Rituximab is an anti-CD20 chimeric antibody used to treat autoimmune conditions and B cell neoplasms. We characterized immunoglobulin (Ig) levels and vaccine responses in rituximab-treated B cell non-Hodgkin lymphoma (NHL) patients. Patients with impaired vaccine responses were offered therapy with 20% subcutaneous (subq) Ig.

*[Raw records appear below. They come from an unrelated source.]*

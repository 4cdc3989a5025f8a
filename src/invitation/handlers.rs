use actix::{ActorFutureExt, Context, Handler, ResponseActFuture, WrapFuture};
use chrono::Utc;
use tracing::{error, info, warn};
use uuid::Uuid;

use crate::battle::supervisor::messages::CreateBattle;
use crate::battle::types::Battle;
use crate::errors::{BattleError, BattleResult};
use crate::invitation::messages::{
    Cancel, PendingInvitations, Respond, SendInvitation, SweepExpired,
};
use crate::invitation::{Invitation, InvitationCoordinator, InvitationOrigin, InvitationStatus};
use crate::matchmaker::messages::{ReleaseMatch, RemovePair};
use crate::metrics;
use crate::protocol::ServerMessage;
use crate::subscript::messages::Notify;

impl InvitationCoordinator {
    fn notify(&self, user_id: Uuid, message: ServerMessage) {
        self.subscription_addr.do_send(Notify { user_id, message });
    }

    /// 무산된 큐 매칭 쌍을 다시 검색 상태로 돌린다
    fn release_pair(&self, invitation: &Invitation) {
        if invitation.origin == InvitationOrigin::QueueMatch {
            self.matchmaker_addr.do_send(ReleaseMatch {
                user_a: invitation.from_user_id,
                user_b: invitation.to_user_id,
            });
        }
    }

    fn expire_invitation(&mut self, invitation_id: Uuid) {
        let Some(inv) = self.invitations.get_mut(&invitation_id) else {
            return;
        };
        inv.status = InvitationStatus::Expired;
        let inv = inv.clone();

        info!("Invitation {} expired", inv.id);
        metrics::INVITATIONS_RESOLVED_TOTAL
            .with_label_values(&["expired"])
            .inc();
        for user_id in [inv.from_user_id, inv.to_user_id] {
            self.notify(
                user_id,
                ServerMessage::InvitationExpired {
                    invitation_id: inv.id,
                },
            );
        }
        self.release_pair(&inv);
    }
}

impl Handler<SendInvitation> for InvitationCoordinator {
    type Result = BattleResult<Invitation>;

    fn handle(&mut self, msg: SendInvitation, _ctx: &mut Context<Self>) -> Self::Result {
        let now = Utc::now();
        if self.has_active_pending(msg.from_user_id, msg.to_user_id, now) {
            return Err(BattleError::invalid_state(
                "invitation",
                format!("{}->{}", msg.from_user_id, msg.to_user_id),
                "an active pending invitation already exists for this pair",
            ));
        }

        let invitation = Invitation {
            id: Uuid::new_v4(),
            from_user_id: msg.from_user_id,
            to_user_id: msg.to_user_id,
            from_cp: msg.from_cp,
            to_cp: msg.to_cp,
            status: InvitationStatus::Pending,
            origin: msg.origin,
            created_at: now,
            expires_at: now + chrono::Duration::seconds(self.settings.invitation_ttl_seconds),
            responded_at: None,
        };
        self.invitations.insert(invitation.id, invitation.clone());
        info!(
            "Invitation {} sent: {} -> {} ({:?})",
            invitation.id, msg.from_user_id, msg.to_user_id, msg.origin
        );

        // 큐 매칭이면 양쪽 모두에게 match_found를 알린다
        if msg.origin == InvitationOrigin::QueueMatch {
            self.notify(
                msg.from_user_id,
                ServerMessage::MatchFound {
                    opponent_id: msg.to_user_id,
                    opponent_cp: msg.to_cp,
                    invitation_id: invitation.id,
                },
            );
            self.notify(
                msg.to_user_id,
                ServerMessage::MatchFound {
                    opponent_id: msg.from_user_id,
                    opponent_cp: msg.from_cp,
                    invitation_id: invitation.id,
                },
            );
        }
        self.notify(
            msg.to_user_id,
            ServerMessage::InvitationReceived {
                invitation_id: invitation.id,
                from_user_id: msg.from_user_id,
                from_cp: msg.from_cp,
                expires_at: invitation.expires_at,
            },
        );

        Ok(invitation)
    }
}

impl Handler<Respond> for InvitationCoordinator {
    type Result = ResponseActFuture<Self, BattleResult<Option<Battle>>>;

    fn handle(&mut self, msg: Respond, _ctx: &mut Context<Self>) -> Self::Result {
        let now = Utc::now();

        let invitation = match self.invitations.get(&msg.invitation_id) {
            Some(inv) => inv.clone(),
            None => {
                return Box::pin(actix::fut::ready(Err(BattleError::not_found(
                    "invitation",
                    msg.invitation_id,
                ))))
            }
        };

        if invitation.to_user_id != msg.user_id {
            return Box::pin(actix::fut::ready(Err(BattleError::invalid_state(
                "invitation",
                invitation.id,
                "only the invited user may respond",
            ))));
        }
        if invitation.status.is_terminal() {
            return Box::pin(actix::fut::ready(Err(BattleError::invalid_state(
                "invitation",
                invitation.id,
                format!("already {:?}", invitation.status),
            ))));
        }
        if invitation.is_expired(now) {
            self.expire_invitation(invitation.id);
            return Box::pin(actix::fut::ready(Err(BattleError::expired(
                "invitation",
                invitation.id,
            ))));
        }

        if !msg.accept {
            if let Some(inv) = self.invitations.get_mut(&invitation.id) {
                inv.status = InvitationStatus::Rejected;
                inv.responded_at = Some(now);
            }
            info!("Invitation {} rejected by {}", invitation.id, msg.user_id);
            metrics::INVITATIONS_RESOLVED_TOTAL
                .with_label_values(&["rejected"])
                .inc();
            for user_id in [invitation.from_user_id, invitation.to_user_id] {
                self.notify(
                    user_id,
                    ServerMessage::InvitationRejected {
                        invitation_id: invitation.id,
                    },
                );
            }
            self.release_pair(&invitation);
            return Box::pin(actix::fut::ready(Ok(None)));
        }

        // 수락은 즉시 종결 상태로 전이시켜 중복 수락을 차단한 뒤
        // 전투 생성을 비동기로 이어간다.
        if let Some(inv) = self.invitations.get_mut(&invitation.id) {
            inv.status = InvitationStatus::Accepted;
            inv.responded_at = Some(now);
        }

        let create = self.supervisor_addr.send(CreateBattle {
            player1_id: invitation.from_user_id,
            player2_id: invitation.to_user_id,
            player1_cp: invitation.from_cp,
            player2_cp: invitation.to_cp,
        });

        Box::pin(create.into_actor(self).map(move |res, act, _ctx| {
            let battle = match res {
                Ok(Ok(battle)) => battle,
                Ok(Err(e)) => {
                    error!("Battle creation failed for invitation {}: {}", invitation.id, e);
                    return Err(e);
                }
                Err(e) => {
                    error!("Battle supervisor unreachable: {}", e);
                    return Err(BattleError::from(e));
                }
            };

            info!(
                "Invitation {} accepted, battle {} created",
                invitation.id, battle.id
            );
            metrics::INVITATIONS_RESOLVED_TOTAL
                .with_label_values(&["accepted"])
                .inc();

            // 수락 시 양쪽 모두 대기열에서 제거된다
            act.matchmaker_addr.do_send(RemovePair {
                user_a: invitation.from_user_id,
                user_b: invitation.to_user_id,
            });

            for user_id in [invitation.from_user_id, invitation.to_user_id] {
                act.notify(
                    user_id,
                    ServerMessage::InvitationAccepted {
                        invitation_id: invitation.id,
                        battle_id: battle.id,
                        player1_id: battle.player1_id,
                        player2_id: battle.player2_id,
                        player1_cp: battle.player1_cp,
                        player2_cp: battle.player2_cp,
                    },
                );
            }

            Ok(Some(battle))
        }))
    }
}

impl Handler<Cancel> for InvitationCoordinator {
    type Result = BattleResult<()>;

    fn handle(&mut self, msg: Cancel, _ctx: &mut Context<Self>) -> Self::Result {
        let now = Utc::now();
        let invitation = self
            .invitations
            .get(&msg.invitation_id)
            .cloned()
            .ok_or_else(|| BattleError::not_found("invitation", msg.invitation_id))?;

        if invitation.from_user_id != msg.user_id {
            return Err(BattleError::invalid_state(
                "invitation",
                invitation.id,
                "only the sender may cancel",
            ));
        }
        if invitation.status.is_terminal() {
            return Err(BattleError::invalid_state(
                "invitation",
                invitation.id,
                format!("already {:?}", invitation.status),
            ));
        }
        if invitation.is_expired(now) {
            self.expire_invitation(invitation.id);
            return Err(BattleError::expired("invitation", invitation.id));
        }

        if let Some(inv) = self.invitations.get_mut(&invitation.id) {
            inv.status = InvitationStatus::Cancelled;
            inv.responded_at = Some(now);
        }
        info!("Invitation {} cancelled by sender", invitation.id);
        metrics::INVITATIONS_RESOLVED_TOTAL
            .with_label_values(&["cancelled"])
            .inc();

        // 수신자 입장에서는 사라진 초대이므로 만료 이벤트로 알린다
        self.notify(
            invitation.to_user_id,
            ServerMessage::InvitationExpired {
                invitation_id: invitation.id,
            },
        );
        self.release_pair(&invitation);
        Ok(())
    }
}

impl Handler<SweepExpired> for InvitationCoordinator {
    type Result = ();

    fn handle(&mut self, _msg: SweepExpired, _ctx: &mut Context<Self>) -> Self::Result {
        let now = Utc::now();
        let stale: Vec<Uuid> = self
            .invitations
            .values()
            .filter(|inv| inv.status == InvitationStatus::Pending && inv.is_expired(now))
            .map(|inv| inv.id)
            .collect();

        if !stale.is_empty() {
            warn!("Expiring {} stale invitations", stale.len());
        }
        for id in stale {
            self.expire_invitation(id);
        }

        // 종결된 초대는 한 시간 뒤에 버린다
        let retention = chrono::Duration::hours(1);
        self.invitations
            .retain(|_, inv| !inv.status.is_terminal() || now - inv.created_at < retention);
    }
}

impl Handler<PendingInvitations> for InvitationCoordinator {
    type Result = Vec<Invitation>;

    fn handle(&mut self, msg: PendingInvitations, _ctx: &mut Context<Self>) -> Self::Result {
        let now = Utc::now();
        self.invitations
            .values()
            .filter(|inv| {
                inv.to_user_id == msg.user_id
                    && inv.status == InvitationStatus::Pending
                    && !inv.is_expired(now)
            })
            .cloned()
            .collect()
    }
}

Patients with a biopsy-proven diagnosis of B cell NHL who had received rituximab within the past 24 months were eligible for the study and underwent the following immune evaluation: serum IgG, IgM, IgA, IgE, T/B cell lymphocyte panel, and pre/post vaccine IgG titers to diphtheria, tetanus, and streptococcus pneumoniae. Patients were vaccinated with tetanus, diphtheria and pneumococcal polysaccharide vaccine. Patients with abnormal vaccine responses were offered prophylactic subq Ig for 52 weeks. Fifteen patients with NHL were enrolled in the study. The median IgG was 628 mg/dL [interquartile range, 489-718 mg/dL]. Three (20%) of 15 patients responded to diphtheria vaccination, 1 (6.7%) of 15 responded to tetanus vaccination, and 3 (20%) of 15 responded to vaccination to streptococcus pneumoniae. Thirteen (86.7%) of 15 met criteria for humoral immunodeficiency. Ten patients received subq Ig, and experienced a significant increase in serum IgG (P = .008). There were no serious adverse events, and there was a decrease in nonneutropenic infections while on subq Ig therapy. Patients with NHL treated with rituximab may have significant humoral immunodeficiency as defined by abnormal vaccine responses even in the setting of relatively normal IgG levels. For these patients, subq Ig replacement therapy is well-tolerated and efficacious in improving serum IgG, and may decrease reliance on antibiotics for the treatment of nonneutropenic infections. Rituximab can cause impaired vaccine responses despite adequate immunoglobulin G (IgG) levels. Fifteen patients with non-Hodgkin lymphoma were enrolled, with a median IgG of 628 mg/dL (interquartile range, 489-718 mg/dL), yet 13 (86.7%) of 15 patients met criteria for humoral immunodeficiency. Ten patients received subcutaneous Ig, which was well-tolerated and efficacious in improving serum IgG, and decreased reliance on antibiotics for nonneutropenic infections.